There are currently vaccines that help in the prevention of infection by some of the HR genotypes and it is an incomplete protection, because there are only 2 or 4 of the HR serotypes included in the vaccine [5]. HPV infection also affects pregnancy and has been proposed as a risk factor for spontaneous abortion in some studies [6]. The main risk factors for HPV infection are the early onset of sexual life and low knowledge about its infection and prevention. The Mexican guidelines on HPV recommend primary care physicians to provide health education on the prevention of HPV infection to the population at risk from adolescence [7-8]. In the alternative models on health education there is the "Dialogue of Knowledge", which proposes that the human being is an unfinished individual, in constant training and change. It also establishes that reasoning should be the main tool for knowledge and that bilateral communication is necessary to solve health and social problems. This alternative model mentions that the human being is free, autonomous and responsible for his existence [9-11]. Based on the above, the main objective of this research is to determine the effect of an alternative educational strategy on the knowledge of Human Papillomavirus in adolescents.

Materials and Methods

An educational intervention study before and after was carried out in the Family Medicine Unit #27, of the Instituto Mexicano del Seguro Social (IMSS), located in Tijuana, Mexico; in patients which were selected by a consecutive sampling techniques; that met the following inclusion criteria: age between 14-19 years, any sex, that accepted and signed an informed consent; patients who did not complete the educational intervention or those with incomplete information were eliminated. The following data were obtained directly from the patients or medical records: age, sex, sexual activity, city of birth, number of sexual partners and level of knowledge about HPV. The procedure for the data collection was as follows: age was calculated in years according to the year of birth, sex was determined by the phenotype characteristics of each individual, sexual activity, number of sexual partners and city of birth were expressed by each patient in a personal and confidential survey.

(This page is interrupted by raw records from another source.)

use std::env;
use std::path::PathBuf;
use std::time::Duration;

use chrono::FixedOffset;
use serde::{Deserialize, Serialize};

use crate::error::VigilError;

/// Load .env file (silently ignores if missing).
pub fn load_dotenv() {
    dotenvy::dotenv().ok();
}

fn env_or(key: &str, default: &str) -> String {
    env::var(key).unwrap_or_else(|_| default.to_string())
}

fn env_opt(key: &str) -> Option<String> {
    env::var(key).ok().filter(|s| !s.is_empty())
}

/// Read a profiled env var: tries {PROFILE}_{KEY} first, falls back to {KEY}.
fn profiled_env_opt(profile: &str, key: &str) -> Option<String> {
    if !profile.is_empty() {
        let prefixed = format!("{}_{}", profile, key);
        if let Some(v) = env_opt(&prefixed) {
            return Some(v);
        }
    }
    env_opt(key)
}

fn profiled_env_or(profile: &str, key: &str, default: &str) -> String {
    profiled_env_opt(profile, key).unwrap_or_else(|| default.to_string())
}

fn profiled_env_u16(profile: &str, key: &str, default: u16) -> u16 {
    profiled_env_opt(profile, key)
        .and_then(|v| v.parse().ok())
        .unwrap_or(default)
}

fn profiled_env_u64(profile: &str, key: &str, default: u64) -> u64 {
    profiled_env_opt(profile, key)
        .and_then(|v| v.parse().ok())
        .unwrap_or(default)
}

// ── Top-level config ──────────────────────────────────────────

#[derive(Debug, Clone, Serialize, Deserialize)]
pub struct Config {
    /// Active profile name (empty = default).
    pub profile: String,
    pub server: ServerConfig,
    pub store: StoreConfig,
    pub monitor: MonitorConfig,
}

impl Config {
    /// Build config from environment variables (call `load_dotenv()` first).
    /// Profile is read from `VIGIL_PROFILE` env var. When set (e.g. `PROD`),
    /// every key is first looked up as `{PROFILE}_{KEY}`, falling back to `{KEY}`.
    pub fn from_env() -> Self {
        let profile = env_or("VIGIL_PROFILE", "").to_uppercase();
        Self::for_profile(&profile)
    }

    /// Build config for a specific named profile (empty string = default).
    pub fn for_profile(profile: &str) -> Self {
        let p = profile.to_uppercase();
        let p = p.as_str();
        Self {
            profile: p.to_string(),
            server: ServerConfig::from_env_profiled(p),
            store: StoreConfig::from_env_profiled(p),
            monitor: MonitorConfig::from_env_profiled(p),
        }
    }

    pub fn profile_label(&self) -> &str {
        if self.profile.is_empty() { "default" } else { &self.profile }
    }

    /// Print a redacted summary for startup logs.
    pub fn log_summary(&self) {
        tracing::info!("Config loaded (profile: {}):", self.profile_label());
        tracing::info!("  server:   {}:{}", self.server.host, self.server.port);
        tracing::info!("  store:    backend={}", self.store.backend);
        tracing::info!(
            "  plans:    files={}, levels={}",
            self.monitor.file_monitor_plan_path.display(),
            self.monitor.level_schedule_path.display()
        );
        tracing::info!(
            "  monitor:  utc_offset={}, tick={}s, eval_timeout={}s, heartbeat_interval={}s, heartbeat_ttl={}s",
            self.monitor.utc_offset,
            self.monitor.tick_interval_secs,
            self.monitor.evaluation_timeout_secs,
            self.monitor.heartbeat_interval_secs,
            self.monitor.heartbeat_ttl_secs,
        );
    }
}

// ── Server ────────────────────────────────────────────────────

#[derive(Debug, Clone, Serialize, Deserialize)]
pub struct ServerConfig {
    pub host: String,
    pub port: u16,
    pub cors_origin: String,
}

impl ServerConfig {
    fn from_env_profiled(p: &str) -> Self {
        Self {
            host: profiled_env_or(p, "VIGIL_HOST", "0.0.0.0"),
            port: profiled_env_u16(p, "VIGIL_PORT", 8000),
            cors_origin: profiled_env_or(p, "VIGIL_CORS_ORIGIN", "http://localhost:5173"),
        }
    }
}

// ── Snapshot store ────────────────────────────────────────────

#[derive(Debug, Clone, Serialize, Deserialize)]
pub struct StoreConfig {
    /// "memory" or "redis"
    pub backend: String,
    pub redis_url: String,
}

impl StoreConfig {
    fn from_env_profiled(p: &str) -> Self {
        Self {
            backend: profiled_env_or(p, "VIGIL_STORE", "memory").to_lowercase(),
            redis_url: profiled_env_or(p, "REDIS_URL", "redis://localhost:6379/0"),
        }
    }
}

// ── Monitoring ────────────────────────────────────────────────

#[derive(Debug, Clone, Serialize, Deserialize)]
pub struct MonitorConfig {
    pub file_monitor_plan_path: PathBuf,
    pub level_schedule_path: PathBuf,
    /// Offset in which cadences and time-of-day rules are evaluated, e.g. "+08:00".
    pub utc_offset: String,
    pub tick_interval_secs: u64,
    pub evaluation_timeout_secs: u64,
    pub heartbeat_interval_secs: u64,
    pub heartbeat_ttl_secs: u64,
}

impl MonitorConfig {
    fn from_env_profiled(p: &str) -> Self {
        Self {
            file_monitor_plan_path: PathBuf::from(profiled_env_or(
                p,
                "FILE_MONITOR_PLAN_PATH",
                "config/file_monitor_plan.yaml",
            )),
            level_schedule_path: PathBuf::from(profiled_env_or(
                p,
                "LEVEL_SCHEDULE_PATH",
                "config/level_schedule.yaml",
            )),
            utc_offset: profiled_env_or(p, "VIGIL_UTC_OFFSET", "+08:00"),
            tick_interval_secs: profiled_env_u64(p, "VIGIL_TICK_INTERVAL_SECS", 60),
            evaluation_timeout_secs: profiled_env_u64(p, "VIGIL_EVAL_TIMEOUT_SECS", 10),
            heartbeat_interval_secs: profiled_env_u64(p, "VIGIL_HEARTBEAT_INTERVAL_SECS", 30),
            heartbeat_ttl_secs: profiled_env_u64(p, "VIGIL_HEARTBEAT_TTL_SECS", 300),
        }
    }

    /// Parse the configured offset.
    pub fn offset(&self) -> Result<FixedOffset, VigilError> {
        parse_utc_offset(&self.utc_offset).ok_or_else(|| {
            VigilError::InvalidConfig(format!(
                "VIGIL_UTC_OFFSET '{}' is not a valid offset, expected e.g. '+08:00'",
                self.utc_offset
            ))
        })
    }

    pub fn tick_interval(&self) -> Duration {
        Duration::from_secs(self.tick_interval_secs.max(1))
    }

    pub fn evaluation_timeout(&self) -> Duration {
        Duration::from_secs(self.evaluation_timeout_secs.max(1))
    }

    pub fn heartbeat_interval(&self) -> Duration {
        Duration::from_secs(self.heartbeat_interval_secs.max(1))
    }

    pub fn heartbeat_ttl(&self) -> Duration {
        Duration::from_secs(self.heartbeat_ttl_secs.max(1))
    }
}

/// Parse "Z", "UTC", or a signed "HH:MM" / "HHMM" offset.
pub fn parse_utc_offset(s: &str) -> Option<FixedOffset> {
    let s = s.trim();
    if s.eq_ignore_ascii_case("z") || s.eq_ignore_ascii_case("utc") {
        return FixedOffset::east_opt(0);
    }

    let (sign, rest) = match s.as_bytes().first()? {
        b'+' => (1, &s[1..]),
        b'-' => (-1, &s[1..]),
        _ => return None,
    };
    let digits: String = rest.chars().filter(|c| *c != ':').collect();
    if digits.len() != 4 || !digits.chars().all(|c| c.is_ascii_digit()) {
        return None;
    }
    let hours: i32 = digits[..2].parse().ok()?;
    let minutes: i32 = digits[2..].parse().ok()?;
    if hours > 23 || minutes > 59 {
        return None;
    }
    FixedOffset::east_opt(sign * (hours * 3_600 + minutes * 60))
}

The level of knowledge about HPV was evaluated according to the Knowledge questionnaire on Human Papillomavirus in Spanish, which has 16 questions with polytomic answers. This test is validated in Spanish with a Kuder-Richardson Reliability Coefficient of 0.76 [12]. The test has 16 questions divided into two categories: "knowledge about definition, transmission and consequences of HPV infection" and "knowledge about the diagnosis and treatment of HPV infection", 10 and 6 questions respectively; to determine the level of knowledge, the global score is used, which is divided into low knowledge (0-5 points), medium knowledge (6-10 points) and high knowledge (11- 16 points). In the category "knowledge about definition, transmission and consequences of HPV infection" the score is as follows: low (0-3 points), medium (4-7 points) and high (8-10 points). In the category "knowledge about the diagnosis and treatment of HPV infection" the score is divided into low (0 points), medium (1-5 points) and high (6 points).

The educational strategy applied in the participants was based on pedagogical aspects alternative to the traditional model, based on the humanistic model "Dialogue of Knowledge". The strategy was composed of seven sessions of approximately 90 minutes each one (Table 1). The educational material is based on the information provided by the Pan American Health Organization on Human Papilloma Virus and Cervical Cancer. The level of knowledge about the topic was evaluated at the beginning and at the end of the sessions.